TASK DESCRIPTION: Set down the entries once more exactly as they were written.

___ DATA SHOWN ___

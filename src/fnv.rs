//! 64-bit FNV-1a, the default way to turn raw bytes into a table key.
//!
//! The table itself never hashes; callers derive keys through a
//! [`KeyHasher`] and hand the resulting `u64` to the table.

use crate::hash_table::Key;
use core::hash::{BuildHasher, Hasher};

pub const FNV1_64_INIT: u64 = 0xcbf2_9ce4_8422_2325;
pub const FNV_64_PRIME: u64 = 0x0000_0100_0000_01b3;

/// FNV-1a over `bytes`: xor each octet into the low bits, then multiply
/// by the FNV prime modulo 2^64.
pub fn fnv1a_64(bytes: &[u8]) -> Key {
    fold(FNV1_64_INIT, bytes)
}

#[inline]
fn fold(seed: u64, bytes: &[u8]) -> u64 {
    bytes
        .iter()
        .fold(seed, |h, &b| (h ^ u64::from(b)).wrapping_mul(FNV_64_PRIME))
}

/// Deterministic byte-to-key function injected by callers.
pub trait KeyHasher {
    fn hash_bytes(&self, bytes: &[u8]) -> Key;
}

impl<F> KeyHasher for F
where
    F: Fn(&[u8]) -> Key,
{
    fn hash_bytes(&self, bytes: &[u8]) -> Key {
        self(bytes)
    }
}

/// Streaming FNV-1a state for use with `core::hash::Hash`.
#[derive(Clone, Copy, Debug)]
pub struct Fnv1aHasher(u64);

impl Default for Fnv1aHasher {
    fn default() -> Self {
        Fnv1aHasher(FNV1_64_INIT)
    }
}

impl Hasher for Fnv1aHasher {
    #[inline]
    fn write(&mut self, bytes: &[u8]) {
        self.0 = fold(self.0, bytes);
    }

    #[inline]
    fn finish(&self) -> u64 {
        self.0
    }
}

#[derive(Clone, Copy, Debug, Default)]
pub struct BuildFnv1a;

impl BuildHasher for BuildFnv1a {
    type Hasher = Fnv1aHasher;

    fn build_hasher(&self) -> Self::Hasher {
        Fnv1aHasher::default()
    }
}

impl KeyHasher for BuildFnv1a {
    fn hash_bytes(&self, bytes: &[u8]) -> Key {
        fnv1a_64(bytes)
    }
}
//! Error type shared by the table constructors and growth path.

/// Failures that abort a table operation outright.
///
/// Missing keys, empty lists and exhausted cursors are not errors; those
/// surface as `None` or `false`.
#[derive(Clone, Debug, PartialEq, Eq, thiserror::Error)]
#[non_exhaustive]
pub enum Error {
    /// A table was requested with zero buckets.
    #[error("a hash table needs at least one bucket")]
    ZeroBuckets,

    /// The configured load factor threshold was zero.
    #[error("load factor threshold must be at least 1")]
    ZeroLoadFactor,

    /// The configured growth factor would not grow the table.
    #[error("growth factor must be at least 2, got {0}")]
    GrowthFactor(usize),

    /// Growing from the given bucket count overflows `usize`.
    #[error("bucket count overflows growing from {0} buckets")]
    CapacityOverflow(usize),

    /// The allocator could not provide a bucket array of the given length.
    #[error("failed to allocate a bucket array of {0} buckets")]
    Allocation(usize),
}
//! Cursor: detached position inside a `LinkedList`.
//!
//! A cursor holds only a node key, never a borrow, so it can sit across
//! calls that mutate the list through it. Every operation takes the list
//! it was created from. A cursor whose node has been removed by some other
//! path reads as invalid; it never aliases a different node.

use crate::linked_list::{LinkedList, NodeKey};

#[derive(Copy, Clone, Debug, PartialEq, Eq)]
pub struct Cursor {
    node: Option<NodeKey>,
}

impl Cursor {
    /// Position at the head, or invalid if the list is empty.
    pub fn new<T>(list: &LinkedList<T>) -> Self {
        Self {
            node: list.head_key(),
        }
    }

    /// True while the cursor points at a live node of `list`.
    pub fn is_valid<T>(&self, list: &LinkedList<T>) -> bool {
        self.node.is_some_and(|k| list.node(k).is_some())
    }

    /// Step to the following node; returns whether the new position is valid.
    /// An invalid cursor stays invalid and returns false.
    pub fn advance<T>(&mut self, list: &LinkedList<T>) -> bool {
        self.node = self.node.and_then(|k| list.node(k)).and_then(|n| n.next);
        self.node.is_some()
    }

    pub fn get<'a, T>(&self, list: &'a LinkedList<T>) -> Option<&'a T> {
        list.node(self.node?).map(|n| &n.payload)
    }

    pub fn get_mut<'a, T>(&self, list: &'a mut LinkedList<T>) -> Option<&'a mut T> {
        list.node_mut(self.node?).map(|n| &mut n.payload)
    }

    /// Unlink the current node, move to its successor, and return the
    /// payload to the caller. `None` if the cursor was invalid.
    ///
    /// Removing the tail (or the last node) leaves the cursor invalid.
    pub fn take<T>(&mut self, list: &mut LinkedList<T>) -> Option<T> {
        let node = list.unlink(self.node?)?;
        self.node = node.next;
        Some(node.payload)
    }

    /// Like [`take`](Self::take) but hands the payload to `release`.
    /// Returns whether the cursor still points at an element afterward.
    pub fn remove<T, F>(&mut self, list: &mut LinkedList<T>, release: F) -> bool
    where
        F: FnOnce(T),
    {
        match self.take(list) {
            Some(payload) => {
                release(payload);
                self.is_valid(list)
            }
            None => false,
        }
    }

    /// Reset to the list head.
    pub fn rewind<T>(&mut self, list: &LinkedList<T>) {
        self.node = list.head_key();
    }
}

impl<T> LinkedList<T> {
    /// Cursor positioned at the head.
    pub fn cursor(&self) -> Cursor {
        Cursor::new(self)
    }
}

___

REPLY:
filename src/fnv.rs
//! 64-bit FNV-1a, the default way to turn raw bytes into a table key.
//!
//! The table itself never hashes; callers derive keys through a
//! [`KeyHasher`] and hand the resulting `u64` to the table.

use crate::hash_table::Key;
use core::hash::{BuildHasher, Hasher};

pub const FNV1_64_INIT: u64 = 0xcbf2_9ce4_8422_2325;
pub const FNV_64_PRIME: u64 = 0x0000_0100_0000_01b3;

/// FNV-1a over `bytes`: xor each octet into the low bits, then multiply
/// by the FNV prime modulo 2^64.
pub fn fnv1a_64(bytes: &[u8]) -> Key {
    fold(FNV1_64_INIT, bytes)
}

#[inline]
fn fold(seed: u64, bytes: &[u8]) -> u64 {
    bytes
        .iter()
        .fold(seed, |h, &b| (h ^ u64::from(b)).wrapping_mul(FNV_64_PRIME))
}

/// Deterministic byte-to-key function injected by callers.
pub trait KeyHasher {
    fn hash_bytes(&self, bytes: &[u8]) -> Key;
}

impl<F> KeyHasher for F
where
    F: Fn(&[u8]) -> Key,
{
    fn hash_bytes(&self, bytes: &[u8]) -> Key {
        self(bytes)
    }
}

/// Streaming FNV-1a state for use with `core::hash::Hash`.
#[derive(Clone, Copy, Debug)]
pub struct Fnv1aHasher(u64);

impl Default for Fnv1aHasher {
    fn default() -> Self {
        Fnv1aHasher(FNV1_64_INIT)
    }
}

impl Hasher for Fnv1aHasher {
    #[inline]
    fn write(&mut self, bytes: &[u8]) {
        self.0 = fold(self.0, bytes);
    }

    #[inline]
    fn finish(&self) -> u64 {
        self.0
    }
}

#[derive(Clone, Copy, Debug, Default)]
pub struct BuildFnv1a;

impl BuildHasher for BuildFnv1a {
    type Hasher = Fnv1aHasher;

    fn build_hasher(&self) -> Self::Hasher {
        Fnv1aHasher::default()
    }
}

impl KeyHasher for BuildFnv1a {
    fn hash_bytes(&self, bytes: &[u8]) -> Key {
        fnv1a_64(bytes)
    }
}
//! Error type shared by the table constructors and growth path.

/// Failures that abort a table operation outright.
///
/// Missing keys, empty lists and exhausted cursors are not errors; those
/// surface as `None` or `false`.
#[derive(Clone, Debug, PartialEq, Eq, thiserror::Error)]
#[non_exhaustive]
pub enum Error {
    /// A table was requested with zero buckets.
    #[error("a hash table needs at least one bucket")]
    ZeroBuckets,

    /// The configured load factor threshold was zero.
    #[error("load factor threshold must be at least 1")]
    ZeroLoadFactor,

    /// The configured growth factor would not grow the table.
    #[error("growth factor must be at least 2, got {0}")]
    GrowthFactor(usize),

    /// Growing from the given bucket count overflows `usize`.
    #[error("bucket count overflows growing from {0} buckets")]
    CapacityOverflow(usize),

    /// The allocator could not provide a bucket array of the given length.
    #[error("failed to allocate a bucket array of {0} buckets")]
    Allocation(usize),
}
//! Cursor: detached position inside a `LinkedList`.
//!
//! A cursor holds only a node key, never a borrow, so it can sit across
//! calls that mutate the list through it. Every operation takes the list
//! it was created from. A cursor whose node has been removed by some other
//! path reads as invalid; it never aliases a different node.

use crate::linked_list::{LinkedList, NodeKey};

#[derive(Copy, Clone, Debug, PartialEq, Eq)]
pub struct Cursor {
    node: Option<NodeKey>,
}

impl Cursor {
    /// Position at the head, or invalid if the list is empty.
    pub fn new<T>(list: &LinkedList<T>) -> Self {
        Self {
            node: list.head_key(),
        }
    }

    /// True while the cursor points at a live node of `list`.
    pub fn is_valid<T>(&self, list: &LinkedList<T>) -> bool {
        self.node.is_some_and(|k| list.node(k).is_some())
    }

    /// Step to the following node; returns whether the new position is valid.
    /// An invalid cursor stays invalid and returns false.
    pub fn advance<T>(&mut self, list: &LinkedList<T>) -> bool {
        self.node = self.node.and_then(|k| list.node(k)).and_then(|n| n.next);
        self.node.is_some()
    }

    pub fn get<'a, T>(&self, list: &'a LinkedList<T>) -> Option<&'a T> {
        list.node(self.node?).map(|n| &n.payload)
    }

    pub fn get_mut<'a, T>(&self, list: &'a mut LinkedList<T>) -> Option<&'a mut T> {
        list.node_mut(self.node?).map(|n| &mut n.payload)
    }

    /// Unlink the current node, move to its successor, and return the
    /// payload to the caller. `None` if the cursor was invalid.
    ///
    /// Removing the tail (or the last node) leaves the cursor invalid.
    pub fn take<T>(&mut self, list: &mut LinkedList<T>) -> Option<T> {
        let node = list.unlink(self.node?)?;
        self.node = node.next;
        Some(node.payload)
    }

    /// Like [`take`](Self::take) but hands the payload to `release`.
    /// Returns whether the cursor still points at an element afterward.
    pub fn remove<T, F>(&mut self, list: &mut LinkedList<T>, release: F) -> bool
    where
        F: FnOnce(T),
    {
        match self.take(list) {
            Some(payload) => {
                release(payload);
                self.is_valid(list)
            }
            None => false,
        }
    }

    /// Reset to the list head.
    pub fn rewind<T>(&mut self, list: &LinkedList<T>) {
        self.node = list.head_key();
    }
}

impl<T> LinkedList<T> {
    /// Cursor positioned at the head.
    pub fn cursor(&self) -> Cursor {
        Cursor::new(self)
    }
}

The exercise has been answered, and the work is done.